There are viruses which depend for their replication on “helper” viruses: a good example is Tobacco necrosis satellite virus (sTNV), which has a small piece of ssRNA which codes only for a capsid protein, and depends for its replication on the presence of TNV.  Another example is Hepatitis D virus: this has a genome consisting of 1700 bases of negative sense circular ssRNA, which also codes for a structural protein (“delta antigen”).  The 36 nm diameter infectious particles consist of Hepatitis B surface antigen (HBsAg) embedded in a cell-derived envelope, with internal HDV nucleoprotein (200 molecules of delta antigen complexed with the RNA). 

The adeno-associated viruses (AAVs) are also satellite viruses dependent on the linear dsDNA adenoviruses for replication, but which have linear ssDNA genomes and appear to be degenerate or defective parvoviruses.

Much larger satellite viruses have been found parasitising giant dsDNA viruses: the so-called “Sputnik virophage” was discovered associated with a mimivirus inside infected amoebae.  This has 74 nm isometric particles with an internal lipid bilayer, and a 18 kbp circular dsDNA genome capable of encoding up to 21 proteins.  Unlike other satellite viruses, the virophage uses the mimivirus’s cytoplasmic virus factories for transcription, replication, and virion assembly, completely independent of the amoebal host’s genes.

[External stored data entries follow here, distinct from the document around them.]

use chrono::NaiveDate;
use sqlx::PgPool;
use uuid::Uuid;

use super::models::{
    CatalogProduct, ForecastDay, Outfit, SuggestionRecord, TrendLabel, User, WardrobeItem,
};

const USER_COLUMNS: &str =
    "user_id, username, email, password_hash, gender, location, preferences, date_joined";

const WARDROBE_COLUMNS: &str =
    "item_id, user_id, clothing_type, for_weather, color, size, tags, image_url, date_added";

const FORECAST_COLUMNS: &str = "weather_id, forecast_date, location, temp_max, temp_min, \
     feels_max, feels_min, wind_speed, humidity, precipitation, precipitation_probability, \
     special_condition, weather_icon, owner_user_id, fetched_at";

const SUGGESTION_COLUMNS: &str =
    "suggestion_id, user_id, gender, date_suggested, outfit_details, image_url";

// ---------------------------------------------------------------------------
// Users
// ---------------------------------------------------------------------------

/// Parameters for inserting a new user.
pub struct InsertUserParams {
    pub username: String,
    pub email: String,
    pub password_hash: String,
    pub gender: Option<String>,
    pub location: Option<String>,
    pub preferences: Option<serde_json::Value>,
}

/// Optional-field update for a user, applied via a field-by-field COALESCE
/// merge. Fields left as `None` keep their stored value.
#[derive(Debug, Default)]
pub struct UserUpdate {
    pub username: Option<String>,
    pub email: Option<String>,
    pub gender: Option<String>,
    pub location: Option<String>,
    pub preferences: Option<serde_json::Value>,
}

pub async fn insert_user(pool: &PgPool, params: InsertUserParams) -> Result<User, sqlx::Error> {
    sqlx::query_as::<_, User>(&format!(
        "INSERT INTO users (user_id, username, email, password_hash, gender, location, preferences)
         VALUES ($1, $2, $3, $4, $5, $6, $7)
         RETURNING {USER_COLUMNS}"
    ))
    .bind(Uuid::new_v4())
    .bind(&params.username)
    .bind(&params.email)
    .bind(&params.password_hash)
    .bind(&params.gender)
    .bind(&params.location)
    .bind(&params.preferences)
    .fetch_one(pool)
    .await
}

pub async fn list_users(pool: &PgPool, skip: i64, limit: i64) -> Result<Vec<User>, sqlx::Error> {
    sqlx::query_as::<_, User>(&format!(
        "SELECT {USER_COLUMNS} FROM users ORDER BY date_joined, user_id OFFSET $1 LIMIT $2"
    ))
    .bind(skip)
    .bind(limit)
    .fetch_all(pool)
    .await
}

pub async fn get_user(pool: &PgPool, user_id: Uuid) -> Result<Option<User>, sqlx::Error> {
    sqlx::query_as::<_, User>(&format!(
        "SELECT {USER_COLUMNS} FROM users WHERE user_id = $1"
    ))
    .bind(user_id)
    .fetch_optional(pool)
    .await
}

pub async fn update_user(
    pool: &PgPool,
    user_id: Uuid,
    update: UserUpdate,
) -> Result<Option<User>, sqlx::Error> {
    sqlx::query_as::<_, User>(&format!(
        "UPDATE users SET
            username = COALESCE($2, username),
            email = COALESCE($3, email),
            gender = COALESCE($4, gender),
            location = COALESCE($5, location),
            preferences = COALESCE($6, preferences)
         WHERE user_id = $1
         RETURNING {USER_COLUMNS}"
    ))
    .bind(user_id)
    .bind(&update.username)
    .bind(&update.email)
    .bind(&update.gender)
    .bind(&update.location)
    .bind(&update.preferences)
    .fetch_optional(pool)
    .await
}

pub async fn delete_user(pool: &PgPool, user_id: Uuid) -> Result<bool, sqlx::Error> {
    let result = sqlx::query("DELETE FROM users WHERE user_id = $1")
        .bind(user_id)
        .execute(pool)
        .await?;
    Ok(result.rows_affected() > 0)
}

// ---------------------------------------------------------------------------
// Wardrobe items
// ---------------------------------------------------------------------------

pub struct InsertWardrobeItemParams {
    pub user_id: Uuid,
    pub clothing_type: String,
    pub for_weather: Option<String>,
    pub color: Option<String>,
    pub size: Option<String>,
    pub tags: Option<serde_json::Value>,
    pub image_url: Option<String>,
}

/// Optional-field update for a wardrobe item (COALESCE merge).
#[derive(Debug, Default)]
pub struct WardrobeItemUpdate {
    pub clothing_type: Option<String>,
    pub for_weather: Option<String>,
    pub color: Option<String>,
    pub size: Option<String>,
    pub tags: Option<serde_json::Value>,
    pub image_url: Option<String>,
}

pub async fn insert_wardrobe_item(
    pool: &PgPool,
    params: InsertWardrobeItemParams,
) -> Result<WardrobeItem, sqlx::Error> {
    sqlx::query_as::<_, WardrobeItem>(&format!(
        "INSERT INTO wardrobe_items
            (item_id, user_id, clothing_type, for_weather, color, size, tags, image_url)
         VALUES ($1, $2, $3, $4, $5, $6, $7, $8)
         RETURNING {WARDROBE_COLUMNS}"
    ))
    .bind(Uuid::new_v4())
    .bind(params.user_id)
    .bind(&params.clothing_type)
    .bind(&params.for_weather)
    .bind(&params.color)
    .bind(&params.size)
    .bind(&params.tags)
    .bind(&params.image_url)
    .fetch_one(pool)
    .await
}

pub async fn get_wardrobe_item(
    pool: &PgPool,
    item_id: Uuid,
) -> Result<Option<WardrobeItem>, sqlx::Error> {
    sqlx::query_as::<_, WardrobeItem>(&format!(
        "SELECT {WARDROBE_COLUMNS} FROM wardrobe_items WHERE item_id = $1"
    ))
    .bind(item_id)
    .fetch_optional(pool)
    .await
}

pub async fn list_wardrobe_items_for_user(
    pool: &PgPool,
    user_id: Uuid,
) -> Result<Vec<WardrobeItem>, sqlx::Error> {
    sqlx::query_as::<_, WardrobeItem>(&format!(
        "SELECT {WARDROBE_COLUMNS} FROM wardrobe_items
         WHERE user_id = $1 ORDER BY date_added, item_id"
    ))
    .bind(user_id)
    .fetch_all(pool)
    .await
}

pub async fn update_wardrobe_item(
    pool: &PgPool,
    item_id: Uuid,
    update: WardrobeItemUpdate,
) -> Result<Option<WardrobeItem>, sqlx::Error> {
    sqlx::query_as::<_, WardrobeItem>(&format!(
        "UPDATE wardrobe_items SET
            clothing_type = COALESCE($2, clothing_type),
            for_weather = COALESCE($3, for_weather),
            color = COALESCE($4, color),
            size = COALESCE($5, size),
            tags = COALESCE($6, tags),
            image_url = COALESCE($7, image_url)
         WHERE item_id = $1
         RETURNING {WARDROBE_COLUMNS}"
    ))
    .bind(item_id)
    .bind(&update.clothing_type)
    .bind(&update.for_weather)
    .bind(&update.color)
    .bind(&update.size)
    .bind(&update.tags)
    .bind(&update.image_url)
    .fetch_optional(pool)
    .await
}

pub async fn delete_wardrobe_item(pool: &PgPool, item_id: Uuid) -> Result<bool, sqlx::Error> {
    let result = sqlx::query("DELETE FROM wardrobe_items WHERE item_id = $1")
        .bind(item_id)
        .execute(pool)
        .await?;
    Ok(result.rows_affected() > 0)
}

// ---------------------------------------------------------------------------
// Outfits
// ---------------------------------------------------------------------------

pub struct InsertOutfitParams {
    pub user_id: Uuid,
    pub occasion: Option<String>,
    pub for_weather: Option<String>,
}

/// Insert an outfit together with its clothing associations in one transaction.
pub async fn insert_outfit(
    pool: &PgPool,
    params: InsertOutfitParams,
    item_ids: &[Uuid],
) -> Result<Outfit, sqlx::Error> {
    let mut tx = pool.begin().await?;

    let outfit = sqlx::query_as::<_, Outfit>(
        "INSERT INTO outfits (outfit_id, user_id, occasion, for_weather)
         VALUES ($1, $2, $3, $4)
         RETURNING outfit_id, user_id, occasion, for_weather, date_suggested",
    )
    .bind(Uuid::new_v4())
    .bind(params.user_id)
    .bind(&params.occasion)
    .bind(&params.for_weather)
    .fetch_one(&mut *tx)
    .await?;

    for item_id in item_ids {
        sqlx::query("INSERT INTO outfit_clothings (outfit_id, item_id) VALUES ($1, $2)")
            .bind(outfit.outfit_id)
            .bind(item_id)
            .execute(&mut *tx)
            .await?;
    }

    tx.commit().await?;
    Ok(outfit)
}

pub async fn get_outfit(pool: &PgPool, outfit_id: Uuid) -> Result<Option<Outfit>, sqlx::Error> {
    sqlx::query_as::<_, Outfit>(
        "SELECT outfit_id, user_id, occasion, for_weather, date_suggested
         FROM outfits WHERE outfit_id = $1",
    )
    .bind(outfit_id)
    .fetch_optional(pool)
    .await
}

pub async fn list_outfits_for_user(
    pool: &PgPool,
    user_id: Uuid,
) -> Result<Vec<Outfit>, sqlx::Error> {
    sqlx::query_as::<_, Outfit>(
        "SELECT outfit_id, user_id, occasion, for_weather, date_suggested
         FROM outfits WHERE user_id = $1 ORDER BY date_suggested, outfit_id",
    )
    .bind(user_id)
    .fetch_all(pool)
    .await
}

pub async fn get_outfit_item_ids(pool: &PgPool, outfit_id: Uuid) -> Result<Vec<Uuid>, sqlx::Error> {
    sqlx::query_scalar::<_, Uuid>(
        "SELECT item_id FROM outfit_clothings WHERE outfit_id = $1 ORDER BY item_id",
    )
    .bind(outfit_id)
    .fetch_all(pool)
    .await
}

pub async fn delete_outfit(pool: &PgPool, outfit_id: Uuid) -> Result<bool, sqlx::Error> {
    let result = sqlx::query("DELETE FROM outfits WHERE outfit_id = $1")
        .bind(outfit_id)
        .execute(pool)
        .await?;
    Ok(result.rows_affected() > 0)
}

// ---------------------------------------------------------------------------
// Weather store
// ---------------------------------------------------------------------------

/// Read the cached forward-looking forecast window for a location.
///
/// The owner filter is applied with IS NOT DISTINCT FROM so `None` matches
/// shared rows only — the same key used by the upsert path.
pub async fn cached_forecast_window(
    pool: &PgPool,
    location: &str,
    owner_user_id: Option<Uuid>,
    from_date: NaiveDate,
    window_size: i64,
) -> Result<Vec<ForecastDay>, sqlx::Error> {
    sqlx::query_as::<_, ForecastDay>(&format!(
        "SELECT {FORECAST_COLUMNS} FROM weather_data
         WHERE location = $1
           AND owner_user_id IS NOT DISTINCT FROM $2
           AND forecast_date >= $3
         ORDER BY forecast_date ASC
         LIMIT $4"
    ))
    .bind(location)
    .bind(owner_user_id)
    .bind(from_date)
    .bind(window_size)
    .fetch_all(pool)
    .await
}

/// Insert-or-update one forecast row, matching on (location, date, owner).
///
/// A single conditional statement, so concurrent write-backs for the same
/// window are idempotent: the last writer's field values win and the row
/// count never grows past one per key.
pub async fn upsert_forecast_day(pool: &PgPool, day: &ForecastDay) -> Result<(), sqlx::Error> {
    sqlx::query(
        "INSERT INTO weather_data (
            weather_id, forecast_date, location, temp_max, temp_min,
            feels_max, feels_min, wind_speed, humidity, precipitation,
            precipitation_probability, special_condition, weather_icon,
            owner_user_id, fetched_at
        ) VALUES ($1, $2, $3, $4, $5, $6, $7, $8, $9, $10, $11, $12, $13, $14, $15)
        ON CONFLICT (location, forecast_date, owner_user_id)
        DO UPDATE SET
            temp_max = EXCLUDED.temp_max,
            temp_min = EXCLUDED.temp_min,
            feels_max = EXCLUDED.feels_max,
            feels_min = EXCLUDED.feels_min,
            wind_speed = EXCLUDED.wind_speed,
            humidity = EXCLUDED.humidity,
            precipitation = EXCLUDED.precipitation,
            precipitation_probability = EXCLUDED.precipitation_probability,
            special_condition = EXCLUDED.special_condition,
            weather_icon = EXCLUDED.weather_icon,
            fetched_at = EXCLUDED.fetched_at",
    )
    .bind(day.weather_id)
    .bind(day.forecast_date)
    .bind(&day.location)
    .bind(day.temp_max)
    .bind(day.temp_min)
    .bind(day.feels_max)
    .bind(day.feels_min)
    .bind(day.wind_speed)
    .bind(day.humidity)
    .bind(day.precipitation)
    .bind(day.precipitation_probability)
    .bind(&day.special_condition)
    .bind(&day.weather_icon)
    .bind(day.owner_user_id)
    .bind(day.fetched_at)
    .execute(pool)
    .await?;
    Ok(())
}

// ---------------------------------------------------------------------------
// Trend feed & catalog store (read-only)
// ---------------------------------------------------------------------------

/// Most recent trend labels, newest first.
pub async fn latest_trends(pool: &PgPool, limit: i64) -> Result<Vec<TrendLabel>, sqlx::Error> {
    sqlx::query_as::<_, TrendLabel>(
        "SELECT trend_id, trend_name, description, date_added
         FROM fashion_trends ORDER BY date_added DESC, trend_id LIMIT $1",
    )
    .bind(limit)
    .fetch_all(pool)
    .await
}

/// Candidate catalog rows for one clothing category, filtered by gender
/// compatibility (exact match or "unisex"; no filter when gender is None).
/// Ordered by name then id so downstream ranking is deterministic.
pub async fn catalog_candidates(
    pool: &PgPool,
    category: &str,
    gender: Option<&str>,
) -> Result<Vec<CatalogProduct>, sqlx::Error> {
    sqlx::query_as::<_, CatalogProduct>(
        "SELECT product_id, product_name, suggested_item_type, gender, price,
                currency, product_url, image_url, date_suggested
         FROM ecommerce_products
         WHERE suggested_item_type = $1
           AND ($2::text IS NULL OR gender = $2 OR gender = 'unisex')
         ORDER BY product_name, product_id",
    )
    .bind(category)
    .bind(gender)
    .fetch_all(pool)
    .await
}

// ---------------------------------------------------------------------------
// Outfit suggestions
// ---------------------------------------------------------------------------

pub async fn insert_suggestion(
    pool: &PgPool,
    user_id: Uuid,
    gender: Option<&str>,
    outfit_details: &serde_json::Value,
    image_url: Option<&str>,
) -> Result<SuggestionRecord, sqlx::Error> {
    sqlx::query_as::<_, SuggestionRecord>(&format!(
        "INSERT INTO outfit_suggestions (suggestion_id, user_id, gender, outfit_details, image_url)
         VALUES ($1, $2, $3, $4, $5)
         RETURNING {SUGGESTION_COLUMNS}"
    ))
    .bind(Uuid::new_v4())
    .bind(user_id)
    .bind(gender)
    .bind(outfit_details)
    .bind(image_url)
    .fetch_one(pool)
    .await
}

pub async fn get_suggestion(
    pool: &PgPool,
    suggestion_id: Uuid,
) -> Result<Option<SuggestionRecord>, sqlx::Error> {
    sqlx::query_as::<_, SuggestionRecord>(&format!(
        "SELECT {SUGGESTION_COLUMNS} FROM outfit_suggestions WHERE suggestion_id = $1"
    ))
    .bind(suggestion_id)
    .fetch_optional(pool)
    .await
}

pub async fn list_suggestions_for_user(
    pool: &PgPool,
    user_id: Uuid,
) -> Result<Vec<SuggestionRecord>, sqlx::Error> {
    sqlx::query_as::<_, SuggestionRecord>(&format!(
        "SELECT {SUGGESTION_COLUMNS} FROM outfit_suggestions
         WHERE user_id = $1 ORDER BY date_suggested DESC, suggestion_id"
    ))
    .bind(user_id)
    .fetch_all(pool)
    .await
}

pub async fn delete_suggestion(pool: &PgPool, suggestion_id: Uuid) -> Result<bool, sqlx::Error> {
    let result = sqlx::query("DELETE FROM outfit_suggestions WHERE suggestion_id = $1")
        .bind(suggestion_id)
        .execute(pool)
        .await?;
    Ok(result.rows_affected() > 0)
}

pub async fn delete_suggestions_for_user(
    pool: &PgPool,
    user_id: Uuid,
) -> Result<u64, sqlx::Error> {
    let result = sqlx::query("DELETE FROM outfit_suggestions WHERE user_id = $1")
        .bind(user_id)
        .execute(pool)
        .await?;
    Ok(result.rows_affected())
}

A unified system of classification for satellite viruses has recently been proposed, that regularises the apparent discrepancy between regarding some (eg: AAVs) as defective viruses, and others simply as satellites.

Satellite Nucleic Acids

Certain viruses have associated with them nucleic acids that  are dispensable in that they are not part of the genome, which have no (or very little) sequence similarity with the viral genome, yet depend on the virus for replication, and are encapsidated by the virus. These are mainly associated with plant viruses and are generally ssRNA, both linear and circular – however, several circular ssDNA satellites of plant geminiviruses have recently been found, in two separate classes – alpha and beta satellites.

Plasmids

Plasmids may share a number of properties with viral genomes – including modes of replication, as in single-strand circular DNA viruses and plasmids which replicate via rolling circle mechanisms, and circular dsDNA genomes replicating with a “theta-like” bidirectional replication forks – but they are not pathogenic to their host organisms.  Some are transferred by conjugation between cells rather than by free extracellular particles, by means of tra genes encoding pili, or rod-like structures.  Plasmids generally encode some function that is of benefit to the host cell, to offset the metabolic load caused by their presence.

Viroids

Viroids are small naked circular ssRNA genomes which appear rodlike under the electron microscope due to their secondary structure and and tertiary folding, which are capable of causing diseases in plants.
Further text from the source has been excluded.